Encapsulating in the encapsulator’s workspace:
Pros: Your placenta is picked up within 24 hours, usually sooner, from your place of birth. Your only job is to be sure it is placed on ice or in a refrigerator within two hours of birth. Most encapsulation specialists are happy to take and send you photos of the process as they work and immediately after the process is completed at your request. Once the encapsulation is complete, it is returned to you. You do not have to make any plans or make sure your home and kitchen are clean and sanitized which per OSHA standards requires the use of chemical sanitation products.
Cons: Your placenta is out of your care. The concern some people have is that you cannot be certain that you are getting pills made from your placenta and that you cannot know for sure how your placenta was cared for when it was not in your care from start to finish.

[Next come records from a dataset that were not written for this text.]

//! User bank pad control (PADS_BANK0).
//!
//! The pad is the electrical end of a pin: input buffer, pulls, drive strength
//! and slew.  Function selection lives in IO_BANK0.

use log::debug;
use static_assertions::const_assert_eq;

use crate::arm_m::reg::Reg;
use crate::rp2040::io_bank0::{Pin, PIN_COUNT};

pub const PADS_BANK0_ADDRESS: usize = 0x4001_c000;

#[repr(C)]
struct Registers {
    _voltage_select: Reg<u32>,
    gpio:            [Reg<u32>; PIN_COUNT as usize],
    _swclk:          Reg<u32>,
    _swd:            Reg<u32>,
}

const_assert_eq!(core::mem::offset_of!(Registers, gpio), 0x04);
const_assert_eq!(core::mem::offset_of!(Registers, _swd), 0x80);
const_assert_eq!(core::mem::size_of::<Registers>(), 0x84);

bit_enums! {
    pub bit_enum DriveStrength {
        Ma2 = 0,
        Ma4 = 1,
        Ma8 = 2,
        Ma12 = 3,
    }
}

bit_wrappers! {
    /// GPIOx pad control.
    pub struct PadCtrl(pub u32);
}

impl PadCtrl {
    /// Value at reset: input enabled, pulled down, Schmitt trigger on, 4 mA.
    pub const RESET: PadCtrl = PadCtrl(0x56);

    bitfield_accessors! {
        /// Output disable; overrides the peripheral's output enable.
        pub total [7] get_od / with_od: bool,
        /// Input enable.
        pub total [6] get_ie / with_ie: bool,
        pub [5:4] get_drive / with_drive: DriveStrength,
        /// Pull up enable.
        pub total [3] get_pue / with_pue: bool,
        /// Pull down enable.
        pub total [2] get_pde / with_pde: bool,
        pub total [1] get_schmitt / with_schmitt: bool,
        pub total [0] get_slewfast / with_slewfast: bool,
    }

    /// A pulled-up digital input, for a switch that shorts the pin to ground
    /// when pressed.
    pub const fn pulled_up_input() -> PadCtrl {
        // IE | PUE, everything else off.
        PadCtrl((1 << 6) | (1 << 3))
    }
}

/// PADS_BANK0 driver.
pub struct PadsBank0 {
    reg: *const Registers,
}

unsafe impl Sync for PadsBank0 {}

impl PadsBank0 {
    /// # Safety
    ///
    /// `base` must address a PADS_BANK0 block that outlives the driver.
    pub const unsafe fn at(base: usize) -> Self {
        PadsBank0 { reg: base as *const Registers }
    }

    fn reg(&self) -> &Registers {
        unsafe { &*self.reg }
    }

    pub fn read(&self, pin: Pin) -> PadCtrl {
        PadCtrl(self.reg().gpio[usize::from(pin.number())].get())
    }

    /// Replaces the whole pad configuration of `pin`.
    pub fn configure(&self, pin: Pin, ctrl: PadCtrl) {
        debug!("pads_bank0: gpio{} = {:?}", pin.number(), ctrl);
        self.reg().gpio[usize::from(pin.number())].set(ctrl.0)
    }
}

pub static PADS_BANK0: PadsBank0 = unsafe { PadsBank0::at(PADS_BANK0_ADDRESS) };

#[cfg(test)]
mod tests {
    use super::*;
    use crate::testing::FakeWindow;

    #[test]
    fn reset_value_decodes() {
        let c = PadCtrl::RESET;
        assert!(c.get_ie());
        assert!(c.get_pde());
        assert!(!c.get_pue());
        assert!(c.get_schmitt());
        assert_eq!(c.get_drive(), Ok(DriveStrength::Ma4));
    }

    #[test]
    fn pull_up_input_matches_builders() {
        let built = PadCtrl(0).with_ie(true).with_pue(true);
        assert_eq!(PadCtrl::pulled_up_input(), built);
        assert_eq!(built.0, 0x48);
    }

    #[test]
    fn configure_writes_the_pins_register() {
        let w = FakeWindow::new(0x84);
        let pads = unsafe { PadsBank0::at(w.base()) };
        pads.configure(Pin::new(16), PadCtrl::pulled_up_input());
        assert_eq!(w.touched(), vec![0x04 + 16 * 4]);
        assert_eq!(pads.read(Pin::new(16)), PadCtrl(0x48));
    }

    #[test]
    fn last_pin_sits_just_before_the_debug_pads() {
        let w = FakeWindow::new(0x84);
        let pads = unsafe { PadsBank0::at(w.base()) };
        pads.configure(Pin::new(29), PadCtrl::RESET);
        // GPIO29 at 0x78, then SWCLK at 0x7c and SWD at 0x80.
        assert_eq!(w.touched(), vec![0x78]);
    }
}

Encapsulation in your own Home:
Pros: Your placenta is never our of your care or the care of a family member or friend. You have someone you know overseeing the process from start to finish. You can have your own pictures taken of the process and have the ability to visit with and get to know your encapsulation specialist while she works. This is also a great opportunity to learn more about encapsulation, the process, and it’s benefits. If you have a home birth or are home quickly following the birth you can see the process yourself if you choose.
Cons: You are responsible for arranging for someone to get your placenta to your home and keep it on ice or in the refrigerator until arrangements are made to meet the encapsulator at your home to begin the process. There should always be someone present when the encapsulator is in your home. Your kitchen must be thoroughly cleaned before the encapsulator arrives so she is able to properly sanitize and work with the most safety to you and your family, as well as to herself. You would be responsible to assure the dehydrator is never shut off during the encapsulation process as that can cause the placenta to be unfit to consume. Pets in the home must be considered and usually contained so there is no risk of contamination. The sounds and smells of the encapsulation are pleasant to some but disagreeable to others. Some consider these cons to be more inconvenient than negatives.
You, the new parent, and the care of your placenta are our highest priority!